Task: Please retype the material beneath this task exactly, starting with its first line and finishing with the line containing "the working directory).".

Information provided:
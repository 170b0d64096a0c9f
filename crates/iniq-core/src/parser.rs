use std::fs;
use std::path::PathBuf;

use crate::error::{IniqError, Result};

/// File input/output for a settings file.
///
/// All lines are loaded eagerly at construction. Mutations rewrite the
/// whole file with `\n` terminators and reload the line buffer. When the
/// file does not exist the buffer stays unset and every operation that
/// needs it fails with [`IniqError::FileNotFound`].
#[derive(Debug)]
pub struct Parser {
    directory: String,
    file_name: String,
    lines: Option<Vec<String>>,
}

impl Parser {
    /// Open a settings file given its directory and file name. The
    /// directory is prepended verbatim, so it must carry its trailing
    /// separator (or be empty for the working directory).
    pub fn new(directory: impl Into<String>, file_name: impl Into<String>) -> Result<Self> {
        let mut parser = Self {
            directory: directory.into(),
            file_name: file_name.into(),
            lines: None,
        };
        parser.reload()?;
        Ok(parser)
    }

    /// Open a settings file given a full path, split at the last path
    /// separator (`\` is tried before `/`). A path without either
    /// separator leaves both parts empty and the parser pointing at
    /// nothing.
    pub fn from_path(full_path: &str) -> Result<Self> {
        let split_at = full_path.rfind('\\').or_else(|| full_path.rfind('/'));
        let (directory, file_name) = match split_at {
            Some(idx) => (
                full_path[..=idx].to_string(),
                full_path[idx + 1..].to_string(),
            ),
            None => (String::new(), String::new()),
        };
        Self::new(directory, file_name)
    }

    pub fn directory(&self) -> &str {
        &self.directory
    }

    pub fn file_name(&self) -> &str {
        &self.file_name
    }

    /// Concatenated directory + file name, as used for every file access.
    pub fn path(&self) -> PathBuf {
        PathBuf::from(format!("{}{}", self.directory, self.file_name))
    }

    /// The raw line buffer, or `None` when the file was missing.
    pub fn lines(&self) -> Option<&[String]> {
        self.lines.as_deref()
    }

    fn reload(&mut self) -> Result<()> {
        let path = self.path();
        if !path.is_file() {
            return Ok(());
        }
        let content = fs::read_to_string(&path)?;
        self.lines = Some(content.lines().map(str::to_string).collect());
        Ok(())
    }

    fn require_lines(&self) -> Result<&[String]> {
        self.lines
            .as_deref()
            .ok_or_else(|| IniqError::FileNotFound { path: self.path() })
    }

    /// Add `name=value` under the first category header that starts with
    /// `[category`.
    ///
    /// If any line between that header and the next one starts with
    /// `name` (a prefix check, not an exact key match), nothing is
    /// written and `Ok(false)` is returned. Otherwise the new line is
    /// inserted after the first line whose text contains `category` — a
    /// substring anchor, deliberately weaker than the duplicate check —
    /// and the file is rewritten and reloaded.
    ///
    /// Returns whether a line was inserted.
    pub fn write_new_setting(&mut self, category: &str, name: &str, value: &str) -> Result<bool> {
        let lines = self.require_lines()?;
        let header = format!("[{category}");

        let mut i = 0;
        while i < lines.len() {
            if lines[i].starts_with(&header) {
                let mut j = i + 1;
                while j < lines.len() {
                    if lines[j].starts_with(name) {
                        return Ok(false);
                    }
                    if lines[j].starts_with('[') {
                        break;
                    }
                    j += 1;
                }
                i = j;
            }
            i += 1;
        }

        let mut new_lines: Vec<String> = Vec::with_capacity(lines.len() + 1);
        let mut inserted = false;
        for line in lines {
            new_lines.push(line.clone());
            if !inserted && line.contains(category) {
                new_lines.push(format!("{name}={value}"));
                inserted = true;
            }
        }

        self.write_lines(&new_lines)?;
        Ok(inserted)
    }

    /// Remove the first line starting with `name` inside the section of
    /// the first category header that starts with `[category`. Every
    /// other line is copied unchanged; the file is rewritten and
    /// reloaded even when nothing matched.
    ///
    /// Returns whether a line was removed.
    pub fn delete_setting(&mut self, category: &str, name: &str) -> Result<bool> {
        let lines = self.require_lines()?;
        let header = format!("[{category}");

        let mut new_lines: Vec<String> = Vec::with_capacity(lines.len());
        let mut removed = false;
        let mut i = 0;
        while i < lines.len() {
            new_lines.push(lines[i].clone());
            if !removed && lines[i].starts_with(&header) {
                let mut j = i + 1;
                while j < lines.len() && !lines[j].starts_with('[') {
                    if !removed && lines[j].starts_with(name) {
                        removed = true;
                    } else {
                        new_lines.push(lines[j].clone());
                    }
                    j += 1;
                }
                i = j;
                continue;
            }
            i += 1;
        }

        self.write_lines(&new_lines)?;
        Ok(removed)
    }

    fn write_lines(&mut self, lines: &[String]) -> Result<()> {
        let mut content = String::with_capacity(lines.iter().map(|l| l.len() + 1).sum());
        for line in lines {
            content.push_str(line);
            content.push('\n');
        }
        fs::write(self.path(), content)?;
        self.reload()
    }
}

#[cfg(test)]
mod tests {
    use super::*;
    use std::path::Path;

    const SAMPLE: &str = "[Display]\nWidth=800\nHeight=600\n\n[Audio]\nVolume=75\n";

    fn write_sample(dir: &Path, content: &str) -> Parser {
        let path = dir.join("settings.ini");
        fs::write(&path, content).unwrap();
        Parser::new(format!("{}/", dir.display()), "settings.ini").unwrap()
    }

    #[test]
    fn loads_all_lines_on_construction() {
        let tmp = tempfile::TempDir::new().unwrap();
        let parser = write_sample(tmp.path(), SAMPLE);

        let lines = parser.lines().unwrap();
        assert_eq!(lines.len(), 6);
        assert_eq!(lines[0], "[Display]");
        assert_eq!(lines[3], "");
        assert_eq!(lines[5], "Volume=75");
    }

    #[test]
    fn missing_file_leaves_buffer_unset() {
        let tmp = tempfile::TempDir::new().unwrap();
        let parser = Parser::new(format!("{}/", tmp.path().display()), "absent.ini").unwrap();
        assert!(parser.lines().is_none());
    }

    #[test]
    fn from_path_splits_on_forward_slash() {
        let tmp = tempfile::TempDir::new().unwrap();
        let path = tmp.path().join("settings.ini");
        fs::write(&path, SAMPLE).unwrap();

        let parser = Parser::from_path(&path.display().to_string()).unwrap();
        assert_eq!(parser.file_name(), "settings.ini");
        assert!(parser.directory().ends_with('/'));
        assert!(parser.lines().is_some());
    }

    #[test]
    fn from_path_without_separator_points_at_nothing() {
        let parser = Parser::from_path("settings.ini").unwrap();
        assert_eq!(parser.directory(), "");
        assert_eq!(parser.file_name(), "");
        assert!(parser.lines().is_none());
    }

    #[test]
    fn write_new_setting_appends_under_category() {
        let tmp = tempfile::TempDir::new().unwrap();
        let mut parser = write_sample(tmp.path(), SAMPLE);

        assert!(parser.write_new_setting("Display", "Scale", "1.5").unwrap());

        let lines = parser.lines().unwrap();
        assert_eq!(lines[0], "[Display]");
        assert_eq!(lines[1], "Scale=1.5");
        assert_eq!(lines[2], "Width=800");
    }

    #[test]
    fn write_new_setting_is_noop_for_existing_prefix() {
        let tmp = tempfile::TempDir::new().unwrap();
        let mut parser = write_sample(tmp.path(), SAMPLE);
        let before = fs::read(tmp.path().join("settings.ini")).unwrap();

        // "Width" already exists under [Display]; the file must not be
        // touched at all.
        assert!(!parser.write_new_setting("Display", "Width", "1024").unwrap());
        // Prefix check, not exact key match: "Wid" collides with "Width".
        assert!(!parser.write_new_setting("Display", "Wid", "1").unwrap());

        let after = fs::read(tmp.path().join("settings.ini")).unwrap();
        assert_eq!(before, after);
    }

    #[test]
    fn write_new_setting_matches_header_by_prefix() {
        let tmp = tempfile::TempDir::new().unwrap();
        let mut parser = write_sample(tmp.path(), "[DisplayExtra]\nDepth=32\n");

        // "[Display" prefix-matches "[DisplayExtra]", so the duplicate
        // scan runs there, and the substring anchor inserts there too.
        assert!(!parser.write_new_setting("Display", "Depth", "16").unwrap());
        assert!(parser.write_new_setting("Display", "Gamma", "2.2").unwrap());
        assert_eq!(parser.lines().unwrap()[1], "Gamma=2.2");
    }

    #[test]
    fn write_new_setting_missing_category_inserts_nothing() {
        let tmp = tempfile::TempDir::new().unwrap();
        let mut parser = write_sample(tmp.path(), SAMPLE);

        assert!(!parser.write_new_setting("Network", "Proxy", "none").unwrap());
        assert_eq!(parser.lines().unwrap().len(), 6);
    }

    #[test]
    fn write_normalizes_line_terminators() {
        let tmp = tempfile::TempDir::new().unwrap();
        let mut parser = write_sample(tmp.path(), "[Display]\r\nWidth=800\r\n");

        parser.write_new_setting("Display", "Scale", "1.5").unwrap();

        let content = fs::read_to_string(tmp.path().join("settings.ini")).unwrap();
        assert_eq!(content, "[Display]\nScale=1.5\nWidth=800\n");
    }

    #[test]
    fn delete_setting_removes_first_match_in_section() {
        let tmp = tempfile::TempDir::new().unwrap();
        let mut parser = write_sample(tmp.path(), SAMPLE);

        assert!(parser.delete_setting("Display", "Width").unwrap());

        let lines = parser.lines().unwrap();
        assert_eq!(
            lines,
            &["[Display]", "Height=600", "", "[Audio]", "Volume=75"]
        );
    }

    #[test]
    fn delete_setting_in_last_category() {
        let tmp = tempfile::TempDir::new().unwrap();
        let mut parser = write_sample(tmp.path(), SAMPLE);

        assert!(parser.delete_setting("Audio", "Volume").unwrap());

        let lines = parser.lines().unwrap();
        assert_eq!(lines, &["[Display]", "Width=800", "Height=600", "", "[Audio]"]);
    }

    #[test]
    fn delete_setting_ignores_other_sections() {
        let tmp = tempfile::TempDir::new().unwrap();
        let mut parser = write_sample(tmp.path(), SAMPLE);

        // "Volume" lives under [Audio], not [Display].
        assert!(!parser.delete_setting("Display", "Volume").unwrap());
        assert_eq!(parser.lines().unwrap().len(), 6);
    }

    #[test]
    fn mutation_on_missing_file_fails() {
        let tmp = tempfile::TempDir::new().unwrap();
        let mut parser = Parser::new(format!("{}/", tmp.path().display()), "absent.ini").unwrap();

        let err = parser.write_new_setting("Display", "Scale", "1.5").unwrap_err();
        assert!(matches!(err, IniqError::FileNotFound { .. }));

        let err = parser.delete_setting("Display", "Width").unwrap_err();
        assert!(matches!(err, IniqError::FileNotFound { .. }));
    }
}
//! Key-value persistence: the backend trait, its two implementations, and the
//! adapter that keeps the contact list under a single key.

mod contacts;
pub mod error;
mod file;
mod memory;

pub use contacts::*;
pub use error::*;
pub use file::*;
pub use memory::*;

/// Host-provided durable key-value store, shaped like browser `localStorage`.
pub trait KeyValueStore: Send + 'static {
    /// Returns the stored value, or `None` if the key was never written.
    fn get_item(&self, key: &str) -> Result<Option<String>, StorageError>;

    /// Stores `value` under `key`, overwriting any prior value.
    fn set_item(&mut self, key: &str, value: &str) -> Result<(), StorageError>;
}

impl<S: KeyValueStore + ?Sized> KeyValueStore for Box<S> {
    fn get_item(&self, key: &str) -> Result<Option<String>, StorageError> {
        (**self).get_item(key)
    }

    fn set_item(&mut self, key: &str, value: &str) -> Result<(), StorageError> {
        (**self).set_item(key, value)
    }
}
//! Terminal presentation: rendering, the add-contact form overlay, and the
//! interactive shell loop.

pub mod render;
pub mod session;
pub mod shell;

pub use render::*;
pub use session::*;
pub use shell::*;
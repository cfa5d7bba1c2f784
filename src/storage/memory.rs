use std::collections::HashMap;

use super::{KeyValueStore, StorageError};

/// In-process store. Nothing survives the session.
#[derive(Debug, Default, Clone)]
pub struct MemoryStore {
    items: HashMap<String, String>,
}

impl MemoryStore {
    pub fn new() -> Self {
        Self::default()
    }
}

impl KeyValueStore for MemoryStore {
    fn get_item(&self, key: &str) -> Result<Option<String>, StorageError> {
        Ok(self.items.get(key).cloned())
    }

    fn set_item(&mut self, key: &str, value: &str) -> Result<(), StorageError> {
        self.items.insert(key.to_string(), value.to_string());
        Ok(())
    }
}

Solved problem:
repository 170b0d64096a0c9f
filename crates/iniq-core/src/parser.rs
use std::fs;
use std::path::PathBuf;

use crate::error::{IniqError, Result};

/// File input/output for a settings file.
///
/// All lines are loaded eagerly at construction. Mutations rewrite the
/// whole file with `\n` terminators and reload the line buffer. When the
/// file does not exist the buffer stays unset and every operation that
/// needs it fails with [`IniqError::FileNotFound`].
#[derive(Debug)]
pub struct Parser {
    directory: String,
    file_name: String,
    lines: Option<Vec<String>>,
}

impl Parser {
    /// Open a settings file given its directory and file name. The
    /// directory is prepended verbatim, so it must carry its trailing
    /// separator (or be empty for the working directory).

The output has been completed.